_PROBLEM TO SOLVE_
Please return the lines below verbatim, beginning at the one that has "repository e4b10864ac19622c" and stopping after the one that has "let log = storage::load_events(&pool)?;", and add no other lines.

_MATERIAL FOR THE TASK_
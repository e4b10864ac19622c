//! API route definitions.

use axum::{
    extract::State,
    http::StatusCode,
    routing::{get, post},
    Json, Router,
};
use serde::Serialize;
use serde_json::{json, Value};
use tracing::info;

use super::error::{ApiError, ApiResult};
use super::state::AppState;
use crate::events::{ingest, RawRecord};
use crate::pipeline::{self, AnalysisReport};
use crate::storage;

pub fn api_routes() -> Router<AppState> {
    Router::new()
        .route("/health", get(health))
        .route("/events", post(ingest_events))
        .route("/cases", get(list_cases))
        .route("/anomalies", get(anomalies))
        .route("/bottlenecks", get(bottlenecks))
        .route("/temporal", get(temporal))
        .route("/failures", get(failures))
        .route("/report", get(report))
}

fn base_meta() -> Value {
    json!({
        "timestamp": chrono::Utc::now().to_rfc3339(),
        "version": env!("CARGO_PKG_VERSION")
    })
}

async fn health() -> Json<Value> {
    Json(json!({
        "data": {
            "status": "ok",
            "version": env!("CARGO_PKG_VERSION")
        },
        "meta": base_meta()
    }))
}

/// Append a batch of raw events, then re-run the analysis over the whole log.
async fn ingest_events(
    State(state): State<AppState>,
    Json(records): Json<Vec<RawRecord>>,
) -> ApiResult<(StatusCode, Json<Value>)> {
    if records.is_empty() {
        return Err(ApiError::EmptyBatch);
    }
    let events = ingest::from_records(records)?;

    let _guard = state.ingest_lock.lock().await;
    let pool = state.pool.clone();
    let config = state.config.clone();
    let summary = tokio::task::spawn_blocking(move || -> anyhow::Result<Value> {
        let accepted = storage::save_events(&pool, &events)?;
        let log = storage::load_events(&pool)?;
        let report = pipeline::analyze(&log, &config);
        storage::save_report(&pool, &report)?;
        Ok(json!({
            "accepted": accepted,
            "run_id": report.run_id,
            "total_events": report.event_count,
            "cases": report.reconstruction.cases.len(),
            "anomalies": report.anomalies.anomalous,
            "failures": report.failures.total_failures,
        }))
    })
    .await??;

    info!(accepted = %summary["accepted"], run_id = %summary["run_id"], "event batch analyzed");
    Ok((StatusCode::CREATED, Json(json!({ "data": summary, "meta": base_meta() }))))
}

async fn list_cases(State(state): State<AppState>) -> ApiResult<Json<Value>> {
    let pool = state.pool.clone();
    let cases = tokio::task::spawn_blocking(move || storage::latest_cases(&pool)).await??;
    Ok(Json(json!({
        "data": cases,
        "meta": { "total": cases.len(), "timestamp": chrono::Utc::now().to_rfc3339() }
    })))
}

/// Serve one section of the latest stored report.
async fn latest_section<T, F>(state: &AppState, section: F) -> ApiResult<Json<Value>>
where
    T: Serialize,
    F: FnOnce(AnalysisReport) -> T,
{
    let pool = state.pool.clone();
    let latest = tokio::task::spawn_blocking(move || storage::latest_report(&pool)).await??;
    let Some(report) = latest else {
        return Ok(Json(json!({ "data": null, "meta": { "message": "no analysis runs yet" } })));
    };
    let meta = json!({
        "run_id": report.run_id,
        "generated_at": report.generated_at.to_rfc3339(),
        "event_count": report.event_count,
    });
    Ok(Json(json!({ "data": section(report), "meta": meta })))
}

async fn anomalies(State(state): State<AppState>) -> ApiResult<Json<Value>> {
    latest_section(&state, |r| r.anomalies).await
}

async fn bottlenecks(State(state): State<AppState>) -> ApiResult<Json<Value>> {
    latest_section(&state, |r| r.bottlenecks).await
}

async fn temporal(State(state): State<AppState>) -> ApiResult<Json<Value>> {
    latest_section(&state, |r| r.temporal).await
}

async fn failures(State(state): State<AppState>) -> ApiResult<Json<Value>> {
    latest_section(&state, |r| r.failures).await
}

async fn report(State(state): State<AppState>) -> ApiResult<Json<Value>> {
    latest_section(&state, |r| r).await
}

---

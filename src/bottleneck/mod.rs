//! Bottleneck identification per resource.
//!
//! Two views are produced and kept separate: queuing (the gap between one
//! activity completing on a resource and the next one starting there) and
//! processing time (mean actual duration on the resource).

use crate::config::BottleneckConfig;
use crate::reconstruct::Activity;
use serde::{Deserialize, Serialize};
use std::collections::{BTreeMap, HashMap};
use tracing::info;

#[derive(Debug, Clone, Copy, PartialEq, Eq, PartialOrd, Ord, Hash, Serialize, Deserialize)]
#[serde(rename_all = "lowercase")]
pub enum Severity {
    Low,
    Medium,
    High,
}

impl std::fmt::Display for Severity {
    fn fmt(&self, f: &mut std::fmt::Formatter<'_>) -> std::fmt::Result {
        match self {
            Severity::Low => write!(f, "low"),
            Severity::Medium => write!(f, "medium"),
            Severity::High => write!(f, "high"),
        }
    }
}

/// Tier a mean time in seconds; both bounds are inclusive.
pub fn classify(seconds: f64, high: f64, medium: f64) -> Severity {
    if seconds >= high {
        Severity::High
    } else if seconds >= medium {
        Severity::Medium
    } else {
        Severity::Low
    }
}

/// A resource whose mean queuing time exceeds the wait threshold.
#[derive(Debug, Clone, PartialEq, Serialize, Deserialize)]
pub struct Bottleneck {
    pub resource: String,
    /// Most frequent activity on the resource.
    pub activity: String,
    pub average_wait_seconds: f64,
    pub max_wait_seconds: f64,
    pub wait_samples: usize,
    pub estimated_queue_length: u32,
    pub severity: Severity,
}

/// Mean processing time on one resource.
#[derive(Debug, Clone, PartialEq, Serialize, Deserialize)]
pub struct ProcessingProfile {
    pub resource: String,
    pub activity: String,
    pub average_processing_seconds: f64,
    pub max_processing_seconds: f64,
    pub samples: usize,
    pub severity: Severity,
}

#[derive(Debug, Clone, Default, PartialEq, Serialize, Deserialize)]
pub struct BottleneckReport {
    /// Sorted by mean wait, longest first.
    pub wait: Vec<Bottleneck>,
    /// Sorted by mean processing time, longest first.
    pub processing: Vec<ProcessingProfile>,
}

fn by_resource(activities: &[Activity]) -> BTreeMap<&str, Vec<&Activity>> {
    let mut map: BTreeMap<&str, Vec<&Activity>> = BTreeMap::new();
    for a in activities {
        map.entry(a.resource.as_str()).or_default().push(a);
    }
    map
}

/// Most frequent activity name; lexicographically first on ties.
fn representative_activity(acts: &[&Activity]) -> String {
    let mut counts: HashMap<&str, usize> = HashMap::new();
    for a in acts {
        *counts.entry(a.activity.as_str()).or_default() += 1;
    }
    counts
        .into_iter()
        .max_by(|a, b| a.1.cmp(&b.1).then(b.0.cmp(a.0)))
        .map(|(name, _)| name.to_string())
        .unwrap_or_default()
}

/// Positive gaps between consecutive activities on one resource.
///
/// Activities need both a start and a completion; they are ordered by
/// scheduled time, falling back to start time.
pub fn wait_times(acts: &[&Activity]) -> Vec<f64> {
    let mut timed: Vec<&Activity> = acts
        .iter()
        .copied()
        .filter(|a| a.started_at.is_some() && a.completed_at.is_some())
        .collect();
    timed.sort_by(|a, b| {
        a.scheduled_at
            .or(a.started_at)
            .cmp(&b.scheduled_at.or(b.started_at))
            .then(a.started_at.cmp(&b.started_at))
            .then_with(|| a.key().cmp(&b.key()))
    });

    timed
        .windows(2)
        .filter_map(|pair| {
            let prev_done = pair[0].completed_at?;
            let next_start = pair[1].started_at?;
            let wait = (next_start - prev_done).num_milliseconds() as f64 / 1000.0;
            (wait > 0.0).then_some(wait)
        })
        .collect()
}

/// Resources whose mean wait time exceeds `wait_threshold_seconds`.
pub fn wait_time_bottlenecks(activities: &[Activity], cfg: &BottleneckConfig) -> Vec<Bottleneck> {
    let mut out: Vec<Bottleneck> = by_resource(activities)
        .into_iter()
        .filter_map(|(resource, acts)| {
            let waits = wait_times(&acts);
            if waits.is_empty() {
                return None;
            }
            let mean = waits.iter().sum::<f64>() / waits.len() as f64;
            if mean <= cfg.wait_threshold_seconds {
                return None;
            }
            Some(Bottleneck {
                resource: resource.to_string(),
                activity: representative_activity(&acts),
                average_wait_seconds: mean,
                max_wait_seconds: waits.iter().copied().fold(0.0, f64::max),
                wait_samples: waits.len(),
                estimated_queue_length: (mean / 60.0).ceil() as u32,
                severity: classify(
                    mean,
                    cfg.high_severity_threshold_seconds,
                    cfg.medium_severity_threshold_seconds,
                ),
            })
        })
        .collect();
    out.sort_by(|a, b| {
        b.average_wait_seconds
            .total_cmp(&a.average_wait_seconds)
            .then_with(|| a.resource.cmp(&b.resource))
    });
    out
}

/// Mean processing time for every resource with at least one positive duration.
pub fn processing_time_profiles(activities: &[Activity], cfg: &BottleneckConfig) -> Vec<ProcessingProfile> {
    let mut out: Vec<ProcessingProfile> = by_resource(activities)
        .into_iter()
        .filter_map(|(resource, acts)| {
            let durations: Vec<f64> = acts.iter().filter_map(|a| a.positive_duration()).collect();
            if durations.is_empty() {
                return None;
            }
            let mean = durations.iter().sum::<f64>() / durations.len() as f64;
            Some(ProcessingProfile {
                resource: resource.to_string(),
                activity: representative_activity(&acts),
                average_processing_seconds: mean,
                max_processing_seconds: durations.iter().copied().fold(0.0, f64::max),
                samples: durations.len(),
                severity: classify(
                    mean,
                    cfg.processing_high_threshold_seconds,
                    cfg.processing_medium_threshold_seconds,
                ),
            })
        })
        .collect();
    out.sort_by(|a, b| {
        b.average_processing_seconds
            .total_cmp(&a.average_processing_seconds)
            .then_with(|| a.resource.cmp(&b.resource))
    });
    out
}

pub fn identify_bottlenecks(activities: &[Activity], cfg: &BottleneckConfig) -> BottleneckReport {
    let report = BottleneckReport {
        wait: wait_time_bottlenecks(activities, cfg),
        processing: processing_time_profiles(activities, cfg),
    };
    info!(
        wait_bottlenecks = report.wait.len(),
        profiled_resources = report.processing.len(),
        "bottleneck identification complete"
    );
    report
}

_RESPONSE_
repository e4b10864ac19622c
//! API route definitions.

use axum::{
    extract::State,
    http::StatusCode,
    routing::{get, post},
    Json, Router,
};
use serde::Serialize;
use serde_json::{json, Value};
use tracing::info;

use super::error::{ApiError, ApiResult};
use super::state::AppState;
use crate::events::{ingest, RawRecord};
use crate::pipeline::{self, AnalysisReport};
use crate::storage;

pub fn api_routes() -> Router<AppState> {
    Router::new()
        .route("/health", get(health))
        .route("/events", post(ingest_events))
        .route("/cases", get(list_cases))
        .route("/anomalies", get(anomalies))
        .route("/bottlenecks", get(bottlenecks))
        .route("/temporal", get(temporal))
        .route("/failures", get(failures))
        .route("/report", get(report))
}

fn base_meta() -> Value {
    json!({
        "timestamp": chrono::Utc::now().to_rfc3339(),
        "version": env!("CARGO_PKG_VERSION")
    })
}

async fn health() -> Json<Value> {
    Json(json!({
        "data": {
            "status": "ok",
            "version": env!("CARGO_PKG_VERSION")
        },
        "meta": base_meta()
    }))
}

/// Append a batch of raw events, then re-run the analysis over the whole log.
async fn ingest_events(
    State(state): State<AppState>,
    Json(records): Json<Vec<RawRecord>>,
) -> ApiResult<(StatusCode, Json<Value>)> {
    if records.is_empty() {
        return Err(ApiError::EmptyBatch);
    }
    let events = ingest::from_records(records)?;

    let _guard = state.ingest_lock.lock().await;
    let pool = state.pool.clone();
    let config = state.config.clone();
    let summary = tokio::task::spawn_blocking(move || -> anyhow::Result<Value> {
        let accepted = storage::save_events(&pool, &events)?;
        let log = storage::load_events(&pool)?;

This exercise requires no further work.